SOURCE DATA:
◇ ◇ ◇ ◇

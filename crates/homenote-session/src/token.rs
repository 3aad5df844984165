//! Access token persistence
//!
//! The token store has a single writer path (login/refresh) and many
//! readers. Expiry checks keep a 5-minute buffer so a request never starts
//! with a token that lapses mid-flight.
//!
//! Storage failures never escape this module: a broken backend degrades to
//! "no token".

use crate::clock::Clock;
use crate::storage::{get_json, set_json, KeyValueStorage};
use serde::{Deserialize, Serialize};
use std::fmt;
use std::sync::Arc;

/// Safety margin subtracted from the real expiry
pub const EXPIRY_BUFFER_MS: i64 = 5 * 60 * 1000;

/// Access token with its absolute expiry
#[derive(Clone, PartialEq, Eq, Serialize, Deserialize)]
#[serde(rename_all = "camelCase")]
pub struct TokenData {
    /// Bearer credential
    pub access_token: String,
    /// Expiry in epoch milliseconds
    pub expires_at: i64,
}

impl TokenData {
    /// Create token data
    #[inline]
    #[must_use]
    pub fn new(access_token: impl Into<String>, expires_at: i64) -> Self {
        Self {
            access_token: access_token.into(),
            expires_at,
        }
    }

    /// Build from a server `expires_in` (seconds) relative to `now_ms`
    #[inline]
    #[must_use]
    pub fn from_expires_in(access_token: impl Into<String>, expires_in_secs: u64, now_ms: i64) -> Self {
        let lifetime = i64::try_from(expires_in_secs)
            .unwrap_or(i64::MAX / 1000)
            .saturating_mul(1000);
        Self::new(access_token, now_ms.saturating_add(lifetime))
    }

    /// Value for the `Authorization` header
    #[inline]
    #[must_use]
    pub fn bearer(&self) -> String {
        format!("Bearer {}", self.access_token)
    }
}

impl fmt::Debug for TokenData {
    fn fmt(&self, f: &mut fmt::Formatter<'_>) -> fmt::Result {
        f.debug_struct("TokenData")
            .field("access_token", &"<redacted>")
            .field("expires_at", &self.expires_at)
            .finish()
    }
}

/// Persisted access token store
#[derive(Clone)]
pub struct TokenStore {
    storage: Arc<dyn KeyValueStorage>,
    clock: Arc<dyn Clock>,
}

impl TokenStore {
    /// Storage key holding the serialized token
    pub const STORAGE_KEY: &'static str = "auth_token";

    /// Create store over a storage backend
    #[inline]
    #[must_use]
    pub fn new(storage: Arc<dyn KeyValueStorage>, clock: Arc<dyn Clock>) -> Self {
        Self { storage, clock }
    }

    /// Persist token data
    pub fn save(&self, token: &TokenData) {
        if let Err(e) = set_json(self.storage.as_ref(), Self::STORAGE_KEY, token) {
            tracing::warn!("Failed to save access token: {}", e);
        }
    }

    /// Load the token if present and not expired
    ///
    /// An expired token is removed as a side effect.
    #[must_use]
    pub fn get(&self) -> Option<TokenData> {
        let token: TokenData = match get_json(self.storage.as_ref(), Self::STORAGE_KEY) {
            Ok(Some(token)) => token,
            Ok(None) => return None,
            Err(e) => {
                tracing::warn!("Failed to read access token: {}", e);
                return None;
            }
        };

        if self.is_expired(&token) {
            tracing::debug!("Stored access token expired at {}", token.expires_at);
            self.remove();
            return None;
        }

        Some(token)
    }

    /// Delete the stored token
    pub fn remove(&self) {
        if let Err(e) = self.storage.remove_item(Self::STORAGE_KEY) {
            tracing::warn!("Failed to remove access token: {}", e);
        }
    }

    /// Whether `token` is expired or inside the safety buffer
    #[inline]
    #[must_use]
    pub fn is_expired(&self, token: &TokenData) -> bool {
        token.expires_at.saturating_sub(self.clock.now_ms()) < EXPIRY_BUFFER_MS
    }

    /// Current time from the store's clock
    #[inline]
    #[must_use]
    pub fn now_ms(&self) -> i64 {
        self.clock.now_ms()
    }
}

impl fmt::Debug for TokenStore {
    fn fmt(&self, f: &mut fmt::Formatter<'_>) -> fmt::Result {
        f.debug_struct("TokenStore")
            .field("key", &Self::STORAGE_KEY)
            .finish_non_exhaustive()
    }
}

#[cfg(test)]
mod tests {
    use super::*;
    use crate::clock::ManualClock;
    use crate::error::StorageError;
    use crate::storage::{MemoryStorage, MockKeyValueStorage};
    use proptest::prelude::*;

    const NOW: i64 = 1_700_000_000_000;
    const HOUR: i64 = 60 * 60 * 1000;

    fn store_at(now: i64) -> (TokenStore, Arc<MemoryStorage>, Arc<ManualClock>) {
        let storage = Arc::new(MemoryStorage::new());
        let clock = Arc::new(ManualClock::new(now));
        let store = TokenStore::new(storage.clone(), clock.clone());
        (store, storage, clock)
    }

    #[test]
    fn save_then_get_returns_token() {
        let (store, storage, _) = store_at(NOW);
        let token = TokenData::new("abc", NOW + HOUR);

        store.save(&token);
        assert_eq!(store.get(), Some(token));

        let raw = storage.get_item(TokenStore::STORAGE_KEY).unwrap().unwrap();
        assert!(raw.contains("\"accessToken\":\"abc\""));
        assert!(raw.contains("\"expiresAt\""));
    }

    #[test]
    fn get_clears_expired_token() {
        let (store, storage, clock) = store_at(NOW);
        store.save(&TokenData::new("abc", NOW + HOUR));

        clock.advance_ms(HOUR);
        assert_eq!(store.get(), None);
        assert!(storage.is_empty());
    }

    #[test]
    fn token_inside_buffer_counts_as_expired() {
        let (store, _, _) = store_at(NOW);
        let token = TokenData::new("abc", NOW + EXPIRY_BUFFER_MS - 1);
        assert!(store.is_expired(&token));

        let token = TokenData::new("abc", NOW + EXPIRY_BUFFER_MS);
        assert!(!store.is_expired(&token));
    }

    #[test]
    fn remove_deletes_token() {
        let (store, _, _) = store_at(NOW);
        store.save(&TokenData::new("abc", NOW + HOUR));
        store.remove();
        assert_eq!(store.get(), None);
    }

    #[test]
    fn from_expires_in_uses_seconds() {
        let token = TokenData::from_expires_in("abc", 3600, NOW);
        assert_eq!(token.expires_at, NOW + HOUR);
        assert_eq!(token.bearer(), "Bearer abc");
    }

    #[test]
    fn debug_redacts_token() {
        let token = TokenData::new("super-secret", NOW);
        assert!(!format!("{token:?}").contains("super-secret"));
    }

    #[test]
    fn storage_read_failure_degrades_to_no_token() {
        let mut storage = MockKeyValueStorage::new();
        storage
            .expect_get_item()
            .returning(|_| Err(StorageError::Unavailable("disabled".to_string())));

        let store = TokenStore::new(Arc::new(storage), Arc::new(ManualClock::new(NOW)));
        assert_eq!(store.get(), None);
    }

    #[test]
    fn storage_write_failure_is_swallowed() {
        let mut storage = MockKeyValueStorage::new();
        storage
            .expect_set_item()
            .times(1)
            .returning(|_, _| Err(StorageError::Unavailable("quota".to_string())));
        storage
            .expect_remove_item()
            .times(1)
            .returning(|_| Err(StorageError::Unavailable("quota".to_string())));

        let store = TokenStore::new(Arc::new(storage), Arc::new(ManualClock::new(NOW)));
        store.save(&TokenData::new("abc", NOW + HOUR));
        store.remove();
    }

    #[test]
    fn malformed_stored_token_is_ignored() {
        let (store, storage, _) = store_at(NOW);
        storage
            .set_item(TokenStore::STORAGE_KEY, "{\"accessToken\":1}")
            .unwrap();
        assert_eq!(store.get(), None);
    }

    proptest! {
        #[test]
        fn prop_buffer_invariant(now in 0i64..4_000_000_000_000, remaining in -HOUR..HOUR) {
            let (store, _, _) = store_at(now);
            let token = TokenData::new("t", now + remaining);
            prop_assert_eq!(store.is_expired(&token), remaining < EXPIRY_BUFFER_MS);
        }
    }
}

◇ ◇ ◇ ◇

TASK STATEMENT: Retype the records above so that nothing differs from the original.

SOLUTION FOR THIS TASK:
filename crates/homenote-session/src/token.rs
repository 3aad5df844984165
//! Access token persistence
//!
//! The token store has a single writer path (login/refresh) and many
//! readers. Expiry checks keep a 5-minute buffer so a request never starts
//! with a token that lapses mid-flight.
//!
//! Storage failures never escape this module: a broken backend degrades to
//! "no token".

use crate::clock::Clock;
use crate::storage::{get_json, set_json, KeyValueStorage};
use serde::{Deserialize, Serialize};
use std::fmt;
use std::sync::Arc;

/// Safety margin subtracted from the real expiry
pub const EXPIRY_BUFFER_MS: i64 = 5 * 60 * 1000;

/// Access token with its absolute expiry
#[derive(Clone, PartialEq, Eq, Serialize, Deserialize)]
#[serde(rename_all = "camelCase")]
pub struct TokenData {
    /// Bearer credential
    pub access_token: String,
    /// Expiry in epoch milliseconds
    pub expires_at: i64,
}

impl TokenData {
    /// Create token data
    #[inline]
    #[must_use]
    pub fn new(access_token: impl Into<String>, expires_at: i64) -> Self {
        Self {
            access_token: access_token.into(),
            expires_at,
        }
    }

    /// Build from a server `expires_in` (seconds) relative to `now_ms`
    #[inline]
    #[must_use]
    pub fn from_expires_in(access_token: impl Into<String>, expires_in_secs: u64, now_ms: i64) -> Self {
        let lifetime = i64::try_from(expires_in_secs)
            .unwrap_or(i64::MAX / 1000)
            .saturating_mul(1000);
        Self::new(access_token, now_ms.saturating_add(lifetime))
    }

    /// Value for the `Authorization` header
    #[inline]
    #[must_use]
    pub fn bearer(&self) -> String {
        format!("Bearer {}", self.access_token)
    }
}

impl fmt::Debug for TokenData {
    fn fmt(&self, f: &mut fmt::Formatter<'_>) -> fmt::Result {
        f.debug_struct("TokenData")
            .field("access_token", &"<redacted>")
            .field("expires_at", &self.expires_at)
            .finish()
    }
}

/// Persisted access token store
#[derive(Clone)]
pub struct TokenStore {
    storage: Arc<dyn KeyValueStorage>,
    clock: Arc<dyn Clock>,
}

impl TokenStore {
    /// Storage key holding the serialized token
    pub const STORAGE_KEY: &'static str = "auth_token";

    /// Create store over a storage backend
    #[inline]
    #[must_use]
    pub fn new(storage: Arc<dyn KeyValueStorage>, clock: Arc<dyn Clock>) -> Self {
        Self { storage, clock }
    }

    /// Persist token data
    pub fn save(&self, token: &TokenData) {
        if let Err(e) = set_json(self.storage.as_ref(), Self::STORAGE_KEY, token) {
            tracing::warn!("Failed to save access token: {}", e);
        }
    }

    /// Load the token if present and not expired
    ///
    /// An expired token is removed as a side effect.
    #[must_use]
    pub fn get(&self) -> Option<TokenData> {
        let token: TokenData = match get_json(self.storage.as_ref(), Self::STORAGE_KEY) {
            Ok(Some(token)) => token,
            Ok(None) => return None,
            Err(e) => {
                tracing::warn!("Failed to read access token: {}", e);
                return None;
            }
        };

        if self.is_expired(&token) {
            tracing::debug!("Stored access token expired at {}", token.expires_at);
            self.remove();
            return None;
        }

        Some(token)
    }

    /// Delete the stored token
    pub fn remove(&self) {
        if let Err(e) = self.storage.remove_item(Self::STORAGE_KEY) {
            tracing::warn!("Failed to remove access token: {}", e);
        }
    }

    /// Whether `token` is expired or inside the safety buffer
    #[inline]
    #[must_use]
    pub fn is_expired(&self, token: &TokenData) -> bool {
        token.expires_at.saturating_sub(self.clock.now_ms()) < EXPIRY_BUFFER_MS
    }

    /// Current time from the store's clock
    #[inline]
    #[must_use]
    pub fn now_ms(&self) -> i64 {
        self.clock.now_ms()
    }
}

impl fmt::Debug for TokenStore {
    fn fmt(&self, f: &mut fmt::Formatter<'_>) -> fmt::Result {
        f.debug_struct("TokenStore")
            .field("key", &Self::STORAGE_KEY)
            .finish_non_exhaustive()
    }
}

#[cfg(test)]
mod tests {
    use super::*;
    use crate::clock::ManualClock;
    use crate::error::StorageError;
    use crate::storage::{MemoryStorage, MockKeyValueStorage};
    use proptest::prelude::*;

    const NOW: i64 = 1_700_000_000_000;
    const HOUR: i64 = 60 * 60 * 1000;

    fn store_at(now: i64) -> (TokenStore, Arc<MemoryStorage>, Arc<ManualClock>) {
        let storage = Arc::new(MemoryStorage::new());
        let clock = Arc::new(ManualClock::new(now));
        let store = TokenStore::new(storage.clone(), clock.clone());
        (store, storage, clock)
    }

    #[test]
    fn save_then_get_returns_token() {
        let (store, storage, _) = store_at(NOW);
        let token = TokenData::new("abc", NOW + HOUR);

        store.save(&token);
        assert_eq!(store.get(), Some(token));

        let raw = storage.get_item(TokenStore::STORAGE_KEY).unwrap().unwrap();
        assert!(raw.contains("\"accessToken\":\"abc\""));
        assert!(raw.contains("\"expiresAt\""));
    }

    #[test]
    fn get_clears_expired_token() {
        let (store, storage, clock) = store_at(NOW);
        store.save(&TokenData::new("abc", NOW + HOUR));

        clock.advance_ms(HOUR);
        assert_eq!(store.get(), None);
        assert!(storage.is_empty());
    }

    #[test]
    fn token_inside_buffer_counts_as_expired() {
        let (store, _, _) = store_at(NOW);
        let token = TokenData::new("abc", NOW + EXPIRY_BUFFER_MS - 1);
        assert!(store.is_expired(&token));

        let token = TokenData::new("abc", NOW + EXPIRY_BUFFER_MS);
        assert!(!store.is_expired(&token));
    }

    #[test]
    fn remove_deletes_token() {
        let (store, _, _) = store_at(NOW);
        store.save(&TokenData::new("abc", NOW + HOUR));
        store.remove();
        assert_eq!(store.get(), None);
    }

    #[test]
    fn from_expires_in_uses_seconds() {
        let token = TokenData::from_expires_in("abc", 3600, NOW);
        assert_eq!(token.expires_at, NOW + HOUR);
        assert_eq!(token.bearer(), "Bearer abc");
    }

    #[test]
    fn debug_redacts_token() {
        let token = TokenData::new("super-secret", NOW);
        assert!(!format!("{token:?}").contains("super-secret"));
    }

    #[test]
    fn storage_read_failure_degrades_to_no_token() {
        let mut storage = MockKeyValueStorage::new();
        storage
            .expect_get_item()
            .returning(|_| Err(StorageError::Unavailable("disabled".to_string())));

        let store = TokenStore::new(Arc::new(storage), Arc::new(ManualClock::new(NOW)));
        assert_eq!(store.get(), None);
    }

    #[test]
    fn storage_write_failure_is_swallowed() {
        let mut storage = MockKeyValueStorage::new();
        storage
            .expect_set_item()
            .times(1)
            .returning(|_, _| Err(StorageError::Unavailable("quota".to_string())));
        storage
            .expect_remove_item()
            .times(1)
            .returning(|_| Err(StorageError::Unavailable("quota".to_string())));

        let store = TokenStore::new(Arc::new(storage), Arc::new(ManualClock::new(NOW)));
        store.save(&TokenData::new("abc", NOW + HOUR));
        store.remove();
    }

    #[test]
    fn malformed_stored_token_is_ignored() {
        let (store, storage, _) = store_at(NOW);
        storage
            .set_item(TokenStore::STORAGE_KEY, "{\"accessToken\":1}")
            .unwrap();
        assert_eq!(store.get(), None);
    }

    proptest! {
        #[test]
        fn prop_buffer_invariant(now in 0i64..4_000_000_000_000, remaining in -HOUR..HOUR) {
            let (store, _, _) = store_at(now);
            let token = TokenData::new("t", now + remaining);
            prop_assert_eq!(store.is_expired(&token), remaining < EXPIRY_BUFFER_MS);
        }
    }
}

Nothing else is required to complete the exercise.